Power of Music
My heartbeat raced. I was late. I gazed across the large opera house and found my group sitting without me.
The aged smell coupled with twinkling chandeliers asserted identity. Taking a deep breath, I felt comfort ease into the crimson chairs and felt comfort ease in. The music inserted bits of energy into my body’s malaise. The National Symphony Orchestra was playing before my eyes, and I was soaking in the privilege of being part of their rehearsal.
As the rehearsal continued, I drifted off to a light sleep. My eyes were shuddering, my breath deepened, fighting against the urge to relax into a snooze. Rapidly, I felt my mascara puncture my bushy eyebrows to find a center-stage violinist. It was like the soloist was speaking to me. Goosebumps ran up my spine, and I experienced her precise interpretation of the solo. She played Alban Berg’s “Violin Concerto.” I had no prior association with this piece of music, only the one odd instance where it spoke to me. I immediately connected to her through the music. My drowsiness disappeared, and I couldn’t imagine falling asleep again.

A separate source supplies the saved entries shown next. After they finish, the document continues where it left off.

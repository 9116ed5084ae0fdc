use crate::download::{
    errors::DownloadError,
    queue::{DownloadQueue, PassReport},
};
use std::sync::Arc;
use std::time::Instant;
use tokio::sync::{mpsc, oneshot, watch};
use tokio::time::{Duration, MissedTickBehavior, interval};

pub type Result<T> = std::result::Result<T, DownloadError>;

#[derive(Debug, Clone, PartialEq, Eq)]
pub struct SchedulerStatus {
    pub running: bool,
    pub queue_len: usize,
    pub active: usize,
    pub passes: u64,
    pub last_pass: Option<PassReport>,
    pub started_at: Instant,
}

#[derive(Debug)]
pub enum SchedulerCommand {
    RunPass { reply: oneshot::Sender<PassReport> },
    Ping { reply: oneshot::Sender<()> },
    Shutdown { reply: oneshot::Sender<()> },
}

#[derive(Clone)]
pub struct SchedulerHandle {
    tx: mpsc::Sender<SchedulerCommand>,
}

impl SchedulerHandle {
    /// Run a pass now instead of waiting for the next tick.
    pub async fn run_pass(&self) -> Result<PassReport> {
        let (tx, rx) = oneshot::channel();
        self.tx
            .send(SchedulerCommand::RunPass { reply: tx })
            .await
            .map_err(|_| DownloadError::ChannelClosed)?;
        rx.await.map_err(|_| DownloadError::ChannelClosed)
    }

    pub async fn ping(&self) -> Result<()> {
        let (tx, rx) = oneshot::channel();
        self.tx
            .send(SchedulerCommand::Ping { reply: tx })
            .await
            .map_err(|_| DownloadError::ChannelClosed)?;
        rx.await.map_err(|_| DownloadError::ChannelClosed)?;
        Ok(())
    }

    pub async fn shutdown(&self) -> Result<()> {
        let (tx, rx) = oneshot::channel();
        self.tx
            .send(SchedulerCommand::Shutdown { reply: tx })
            .await
            .map_err(|_| DownloadError::ChannelClosed)?;
        rx.await.map_err(|_| DownloadError::ChannelClosed)?;
        Ok(())
    }
}

pub fn start_scheduler(
    queue: Arc<DownloadQueue>,
    tick: Duration,
) -> (
    SchedulerHandle,
    watch::Receiver<SchedulerStatus>,
    tokio::task::JoinHandle<Result<()>>,
) {
    let (tx, rx) = mpsc::channel(32);
    let (status_tx, status_rx) = watch::channel(SchedulerStatus {
        running: true,
        queue_len: queue.len(),
        active: 0,
        passes: 0,
        last_pass: None,
        started_at: Instant::now(),
    });
    let join = tokio::spawn(run_scheduler(queue, tick, rx, status_tx));
    (SchedulerHandle { tx }, status_rx, join)
}

async fn run_scheduler(
    queue: Arc<DownloadQueue>,
    tick: Duration,
    mut rx: mpsc::Receiver<SchedulerCommand>,
    status_tx: watch::Sender<SchedulerStatus>,
) -> Result<()> {
    let mut pass_tick = interval(tick.max(Duration::from_millis(10)));
    // After a suspend, run one pass rather than a burst of catch-up passes.
    pass_tick.set_missed_tick_behavior(MissedTickBehavior::Skip);

    loop {
        tokio::select! {
            _ = pass_tick.tick() => {
                run_and_publish(&queue, &status_tx);
            }
            cmd = rx.recv() => match cmd {
                Some(SchedulerCommand::RunPass { reply }) => {
                    let report = run_and_publish(&queue, &status_tx);
                    let _ = reply.send(report);
                }
                Some(SchedulerCommand::Ping { reply }) => {
                    let _ = reply.send(());
                }
                Some(SchedulerCommand::Shutdown { reply }) => {
                    let _ = reply.send(());
                    break;
                }
                None => break,
            },
        }
    }

    status_tx.send_modify(|s| s.running = false);
    tracing::info!("download scheduler stopped");
    Ok(())
}

fn run_and_publish(queue: &DownloadQueue, status_tx: &watch::Sender<SchedulerStatus>) -> PassReport {
    let report = queue.run_pass();
    if report.evicted > 0 || report.activated > 0 || report.demoted > 0 {
        tracing::debug!(
            evicted = report.evicted,
            activated = report.activated,
            demoted = report.demoted,
            active = report.active,
            queued = report.queued,
            "scheduler pass"
        );
    }
    status_tx.send_modify(|s| {
        s.queue_len = report.queued;
        s.active = report.active;
        s.passes += 1;
        s.last_pass = Some(report.clone());
    });
    report
}
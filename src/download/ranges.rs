use serde::{Deserialize, Serialize};

/// Half-open byte range `[start, end)`.
#[derive(Debug, Clone, Copy, PartialEq, Eq, Hash, PartialOrd, Ord, Serialize, Deserialize)]
pub struct ByteRange {
    pub start: u64,
    pub end: u64,
}

impl ByteRange {
    pub fn new(start: u64, end: u64) -> Self {
        Self { start, end }
    }

    pub fn len(&self) -> u64 {
        self.end.saturating_sub(self.start)
    }

    pub fn is_empty(&self) -> bool {
        self.end <= self.start
    }

    fn overlaps_or_touches(&self, other: &ByteRange) -> bool {
        self.start <= other.end && other.start <= self.end
    }
}

/// Sorted, non-overlapping, coalesced set of byte ranges.
#[derive(Debug, Clone, Default, PartialEq, Eq, Serialize, Deserialize)]
#[serde(transparent)]
pub struct RangeSet {
    ranges: Vec<ByteRange>,
}

impl RangeSet {
    pub fn new() -> Self {
        Self::default()
    }

    pub fn from_ranges(ranges: impl IntoIterator<Item = ByteRange>) -> Self {
        let mut set = Self::new();
        for r in ranges {
            set.insert(r);
        }
        set
    }

    pub fn ranges(&self) -> &[ByteRange] {
        &self.ranges
    }

    pub fn is_empty(&self) -> bool {
        self.ranges.is_empty()
    }

    /// Total number of bytes covered.
    pub fn covered(&self) -> u64 {
        self.ranges.iter().map(ByteRange::len).sum()
    }

    /// Highest covered offset (exclusive), `0` when empty.
    pub fn high_water(&self) -> u64 {
        self.ranges.last().map_or(0, |r| r.end)
    }

    pub fn insert(&mut self, range: ByteRange) {
        if range.is_empty() {
            return;
        }
        let mut merged = range;
        let mut out = Vec::with_capacity(self.ranges.len() + 1);
        let mut placed = false;
        for r in self.ranges.drain(..) {
            if r.overlaps_or_touches(&merged) {
                merged.start = merged.start.min(r.start);
                merged.end = merged.end.max(r.end);
            } else if r.end < merged.start {
                out.push(r);
            } else {
                if !placed {
                    out.push(merged);
                    placed = true;
                }
                out.push(r);
            }
        }
        if !placed {
            out.push(merged);
        }
        self.ranges = out;
    }

    pub fn remove(&mut self, range: ByteRange) {
        if range.is_empty() {
            return;
        }
        let mut out = Vec::with_capacity(self.ranges.len() + 1);
        for r in self.ranges.drain(..) {
            if r.end <= range.start || r.start >= range.end {
                out.push(r);
                continue;
            }
            if r.start < range.start {
                out.push(ByteRange::new(r.start, range.start));
            }
            if r.end > range.end {
                out.push(ByteRange::new(range.end, r.end));
            }
        }
        self.ranges = out;
    }

    pub fn contains(&self, range: ByteRange) -> bool {
        self.ranges
            .iter()
            .any(|r| r.start <= range.start && range.end <= r.end)
    }

    pub fn intersects(&self, range: ByteRange) -> bool {
        self.ranges
            .iter()
            .any(|r| r.start < range.end && range.start < r.end)
    }

    /// Gaps of `[0, size)` not covered by this set.
    pub fn gaps(&self, size: u64) -> Vec<ByteRange> {
        let mut out = Vec::new();
        let mut cursor = 0u64;
        for r in &self.ranges {
            if r.start >= size {
                break;
            }
            if r.start > cursor {
                out.push(ByteRange::new(cursor, r.start));
            }
            cursor = cursor.max(r.end);
        }
        if cursor < size {
            out.push(ByteRange::new(cursor, size));
        }
        out
    }

    pub fn is_complete(&self, size: u64) -> bool {
        size == 0 || self.contains(ByteRange::new(0, size))
    }
}

/// Pick the first block of at most `block_size` bytes in `[0, size)` that is neither acquired
/// nor reserved.
pub fn next_free_block(
    acquired: &RangeSet,
    reserved: &RangeSet,
    size: u64,
    block_size: u64,
) -> Option<ByteRange> {
    let mut taken = acquired.clone();
    for r in reserved.ranges() {
        taken.insert(*r);
    }
    let gap = taken.gaps(size).into_iter().next()?;
    let end = gap.start.saturating_add(block_size.max(1)).min(gap.end);
    Some(ByteRange::new(gap.start, end))
}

This experience demonstrated the point of music: connecting the players, the music, and the audience. It was at this moment that I reflected on past experiences I have had with music, realizing, to my surprise, that no interaction had ever been this powerful. From that moment forward, I strived to put this much emotion into my playing, so that other audience members could feel my musical ideas in impressionable ways. That soloist mastered precision in musical interpretation. I still reflect in awe of that moment.